Of these signs, only partial uncovering and incongruity of the facets
of the subluxated apophyseal joints are pathognomonic of AS.
Straightening or reversal of cervical lordosis, such as occurs in the
military, or chin-on-the-chest position, recumbency, muscle spasm, or by a
cervical collar, is NOT a sign of AS.
Additional Imaging
CT: not necessary
MRI: the definitive study when conventional
radiography inconclusive.
Bilateral Interfacetal Dislocation (BID)
Axial CT, Fig. csp24,
shows the body of the dislocated vertebra anterior to the uncinate processes
and body of the subjacent vertebra and the dislocated articular
masses anterior to the subjacent masses. In this configuration, the uncovered “naked”
superior facets of the subjacent vertebra are clearly evident (Fig. csp24).
Infrequently, but particularly in children, BID occurs as the result of distraction mode of injury, hence “distracted” BID (Fig. csp25 & csp26).
Simple Wedge
(Compression) Fracture
MOI: hyperflexion. Impaction of the hyperflexed vertebra upon the superior end-plate
of the subjacent vertebra.
Pathology: disruption of the posterior ligament complex
(as in AS); compression and impaction of the superior end-plate and anterior
cortex of the involved vertebral body.
Radiographic Signs
AP: limited value; possible increased interspinous
distance and/or loss of definition of superior end-plate.
Lateral: (Fig. csp19)
loss of anterior vertical height, “wedge” configuration; loss of definition
of superior end-plate; transverse summation shadow due to impacted trabeculae
below superior end-plate; disruption of the anterosuperior body cortex by
angulation, buckling, impaction, or a frankly separate fragment. Posterior cortex remains intact and normally
concave; inferior end-plate intact.
Stability: mechanically and neurologically stable.
MOI: hyperflexion
Pathology: opposite of AS in that the posterior ligament
remains intact, producing avulsion fracture of spinous process.
Radiographic Signs
AP: Usually of little value; fracture line, or
displaced spinous process fragment may be visable (fig. csp20).

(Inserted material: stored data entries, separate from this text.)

// Copyright 2026, Jeroen van Erp <jeroen@geeko.me>
// SPDX-License-Identifier: Apache-2.0

//! Test utilities for mocking Kubernetes API responses.

use futures::future::BoxFuture;
use http::{Request, Response};
use http_body_util::BodyExt;
use kube::client::Body;
use kube::Client;
use std::collections::{HashMap, VecDeque};
use std::sync::{Arc, Mutex};
use std::task::{Context, Poll};
use tower::Service;

/// A request seen by [`MockService`]
#[derive(Debug, Clone)]
pub struct RecordedRequest {
    pub method: String,
    pub path: String,
    pub query: Option<String>,
    pub body: String,
}

type Responses = HashMap<(String, String), VecDeque<(u16, String)>>;

/// A mock HTTP service that returns scripted responses based on method and exact path.
///
/// Registering several responses for the same request plays them back in order, the
/// last one repeating forever. Unmatched requests get a 404 `Status`.
#[derive(Clone, Default)]
pub struct MockService {
    responses: Arc<Mutex<Responses>>,
    requests: Arc<Mutex<Vec<RecordedRequest>>>,
}

impl MockService {
    pub fn new() -> Self {
        Self::default()
    }

    /// Queue a response; a 404 with an empty body becomes a proper NotFound status
    pub fn on(self, method: &str, path: &str, status: u16, body: &str) -> Self {
        let body = if status == 404 && body.is_empty() {
            not_found_json("object", path.rsplit('/').next().unwrap_or(path))
        } else {
            body.to_string()
        };
        self.responses
            .lock()
            .unwrap()
            .entry((method.to_string(), path.to_string()))
            .or_default()
            .push_back((status, body));
        self
    }

    pub fn on_get(self, path: &str, status: u16, body: &str) -> Self {
        self.on("GET", path, status, body)
    }

    pub fn on_post(self, path: &str, status: u16, body: &str) -> Self {
        self.on("POST", path, status, body)
    }

    pub fn on_put(self, path: &str, status: u16, body: &str) -> Self {
        self.on("PUT", path, status, body)
    }

    pub fn on_patch(self, path: &str, status: u16, body: &str) -> Self {
        self.on("PATCH", path, status, body)
    }

    pub fn on_delete(self, path: &str, status: u16, body: &str) -> Self {
        self.on("DELETE", path, status, body)
    }

    /// Build a kube Client from this mock service
    pub fn into_client(self) -> Client {
        Client::new(self, "default")
    }

    pub fn requests(&self) -> Vec<RecordedRequest> {
        self.requests.lock().unwrap().clone()
    }

    /// Number of requests received for a method and path
    pub fn count(&self, method: &str, path: &str) -> usize {
        self.requests
            .lock()
            .unwrap()
            .iter()
            .filter(|r| r.method == method && r.path == path)
            .count()
    }

    pub fn last_request(&self, method: &str, path: &str) -> Option<RecordedRequest> {
        self.requests
            .lock()
            .unwrap()
            .iter()
            .rev()
            .find(|r| r.method == method && r.path == path)
            .cloned()
    }

    fn next_response(&self, method: &str, path: &str) -> Option<(u16, String)> {
        let mut responses = self.responses.lock().unwrap();
        let queue = responses.get_mut(&(method.to_string(), path.to_string()))?;
        if queue.len() > 1 {
            queue.pop_front()
        } else {
            queue.front().cloned()
        }
    }
}

impl Service<Request<Body>> for MockService {
    type Response = Response<Body>;
    type Error = tower::BoxError;
    type Future = BoxFuture<'static, Result<Self::Response, Self::Error>>;

    fn poll_ready(&mut self, _cx: &mut Context<'_>) -> Poll<Result<(), Self::Error>> {
        Poll::Ready(Ok(()))
    }

    fn call(&mut self, req: Request<Body>) -> Self::Future {
        let this = self.clone();

        Box::pin(async move {
            let method = req.method().to_string();
            let path = req.uri().path().to_string();
            let query = req.uri().query().map(str::to_string);
            let bytes = req.into_body().collect().await?.to_bytes();

            this.requests.lock().unwrap().push(RecordedRequest {
                method: method.clone(),
                path: path.clone(),
                query,
                body: String::from_utf8_lossy(&bytes).into_owned(),
            });

            let (status, body) = this
                .next_response(&method, &path)
                .unwrap_or_else(|| (404, not_found_json("object", &path)));

            Ok::<_, tower::BoxError>(
                Response::builder()
                    .status(status)
                    .header("content-type", "application/json")
                    .body(Body::from(body.into_bytes()))?,
            )
        })
    }
}

/// Create a mock namespace JSON response
pub fn namespace_json(name: &str) -> String {
    serde_json::json!({
        "apiVersion": "v1",
        "kind": "Namespace",
        "metadata": {
            "name": name,
            "uid": "test-uid"
        }
    })
    .to_string()
}

/// Create a 404 not found response
pub fn not_found_json(resource: &str, name: &str) -> String {
    serde_json::json!({
        "kind": "Status",
        "apiVersion": "v1",
        "metadata": {},
        "status": "Failure",
        "message": format!("{} \"{}\" not found", resource, name),
        "reason": "NotFound",
        "code": 404
    })
    .to_string()
}

/// Successful deletion status
pub fn status_success_json() -> String {
    serde_json::json!({
        "kind": "Status",
        "apiVersion": "v1",
        "metadata": {},
        "status": "Success",
        "code": 200
    })
    .to_string()
}

/// Wrap items into a list response
pub fn list_json(kind: &str, items: Vec<serde_json::Value>) -> String {
    let api_version = if kind.starts_with("StatefulSet") || kind.starts_with("Deployment") {
        "apps/v1"
    } else if kind.starts_with("Job") {
        "batch/v1"
    } else if kind.starts_with("ActiveMQ") {
        "broker.amq.io/v1beta1"
    } else {
        "v1"
    };
    serde_json::json!({
        "apiVersion": api_version,
        "kind": format!("{}List", kind),
        "metadata": { "resourceVersion": "1" },
        "items": items
    })
    .to_string()
}

pub fn config_map_json(name: &str, namespace: &str, resource_version: &str) -> String {
    serde_json::json!({
        "apiVersion": "v1",
        "kind": "ConfigMap",
        "metadata": {
            "name": name,
            "namespace": namespace,
            "resourceVersion": resource_version
        },
        "data": { "key": "value" }
    })
    .to_string()
}

pub fn pod_value(name: &str, namespace: &str, uid: &str, ready: bool) -> serde_json::Value {
    serde_json::json!({
        "apiVersion": "v1",
        "kind": "Pod",
        "metadata": { "name": name, "namespace": namespace, "uid": uid },
        "status": {
            "podIP": "10.0.0.12",
            "conditions": [
                { "type": "Ready", "status": if ready { "True" } else { "False" } }
            ]
        }
    })
}

pub fn statefulset_json(
    name: &str,
    namespace: &str,
    replicas: i32,
    ready_replicas: Option<i32>,
    uid: &str,
) -> String {
    let mut status = serde_json::json!({ "replicas": replicas });
    if let Some(ready) = ready_replicas {
        status["readyReplicas"] = ready.into();
    }
    serde_json::json!({
        "apiVersion": "apps/v1",
        "kind": "StatefulSet",
        "metadata": { "name": name, "namespace": namespace, "uid": uid },
        "spec": {
            "replicas": replicas,
            "serviceName": name,
            "selector": { "matchLabels": { "app": name } },
            "template": { "metadata": {}, "spec": { "containers": [] } }
        },
        "status": status
    })
    .to_string()
}

pub fn deployment_value(
    name: &str,
    namespace: &str,
    replicas: i32,
    ready_replicas: Option<i32>,
) -> serde_json::Value {
    let mut status = serde_json::json!({ "replicas": replicas });
    if let Some(ready) = ready_replicas {
        status["readyReplicas"] = ready.into();
    }
    serde_json::json!({
        "apiVersion": "apps/v1",
        "kind": "Deployment",
        "metadata": { "name": name, "namespace": namespace },
        "spec": {
            "replicas": replicas,
            "selector": { "matchLabels": { "app": name } },
            "template": { "metadata": {}, "spec": { "containers": [] } }
        },
        "status": status
    })
}

pub fn service_value(name: &str, namespace: &str, ports: &[(&str, i32)]) -> serde_json::Value {
    let ports: Vec<serde_json::Value> = ports
        .iter()
        .map(|(port_name, port)| serde_json::json!({ "name": port_name, "port": port }))
        .collect();
    serde_json::json!({
        "apiVersion": "v1",
        "kind": "Service",
        "metadata": { "name": name, "namespace": namespace },
        "spec": { "ports": ports }
    })
}

/// Discovery document of one API group version, every resource namespaced
pub fn api_resource_list_json(group_version: &str, resources: &[(&str, &str)]) -> String {
    let resources: Vec<serde_json::Value> = resources
        .iter()
        .map(|(plural, kind)| {
            serde_json::json!({
                "name": plural,
                "singularName": kind.to_lowercase(),
                "namespaced": true,
                "kind": kind,
                "verbs": ["create", "delete", "get", "list", "patch", "update", "watch"]
            })
        })
        .collect();
    serde_json::json!({
        "kind": "APIResourceList",
        "apiVersion": "v1",
        "groupVersion": group_version,
        "resources": resources
    })
    .to_string()
}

Lateral: obliquely transverse avulsion fracture of spinous
process (fig. csp21).
Additional Imaging: CT, MRI
– neither is necessary
MOI: extreme hyperflexion.
Pathology: (1) spinal column: complete disruption of all
three columns, severe posterior displacement of involved vertebral body into
spinal canal, severe compression of anterior column with large triangular
fragment (commonly comminuted), and disruption of the disk and anterior longitudinal
ligament. (2) spinal cord: acute anterior
cervical cord syndrome (see above for definition).
Radiographic Signs
AP: increased interspinous distance, disruption
of lateral columns, loss of definition of endplates and disk spaces, distorted
Luschka joints, fractures of involved (and possibly adjacent) vertebral bodies.
Lateral: (fig. csp27)
Gross hyperkyphosis of involved and adjacent segments; distraction of apophyseal
joints; severe displacement of involved vertebral body into spinal canal;
distraction of middle column; large, commonly comminuted, anteriorly displaced
fracture fragment (“tear-drop”) of anterior aspect of vertebral body; diffuse
prevertebral soft tissue swelling.
CT: determine extent of fracture of involved vertebra;
extent of fragment into spinal canal; assess adjacent vertebrae.
MRI: determine extent and type of spinal cord injury;
presence of other intra-spinal pathology; assess ligamentous and disk injury.
SIMULTANEOUS HYPERFLEXION & ROTATION
Unilateral
Interfacetal Dislocation (UID)
MOI: simultaneous hyperflexion and rotation.
Pathology: dislocation occurs on side opposite the direction
of rotation, ie. the stretched side.
Radiographic Signs
AP: (1) Hyperflexion
component: widened interspinous space at level of injury. (2) Rotational
component: from the level of injury, rostrally, spinous processes displaced
off the midline toward the side of dislocation.
Additional Imaging
CT: unnecessary
unless major articular mass suspected.
MRI: assess status of posterior longitudinal ligament
and retropulsion of disk at level of injury.
Stability: UID is mechanically stable (“locked” vertebra)
and typically neurologically stable. Possible
radiculopathy depending on relation of dislocated mass to cervical root in
the intervertebral foramen.
Associated fractures: (1) Small
articular mass marginal impaction fractures common and clinically insignificant.
(2) Through waist of articular mass – uncommon
and clinically significant by turning stable UID into mechanically unstable
unilateral interfacetal fracture dislocation (UI F-D).
HYPEREXTENSION
(1) Hyperextension
dislocation
(2) Avulsion
fracture, anterior arch C1
(3) Fracture,
posterior arch C1
(4) Extension
tear-drop fracture
(5) Laminar fracture
(6) Traumatic
spondylolisthesis
(“hangman’s” fracture)
Hyperextension
Dislocation (HD) The term “hyperextension dislocation,”
assigned to this injury by orthopedic investigators in the 1940s [24]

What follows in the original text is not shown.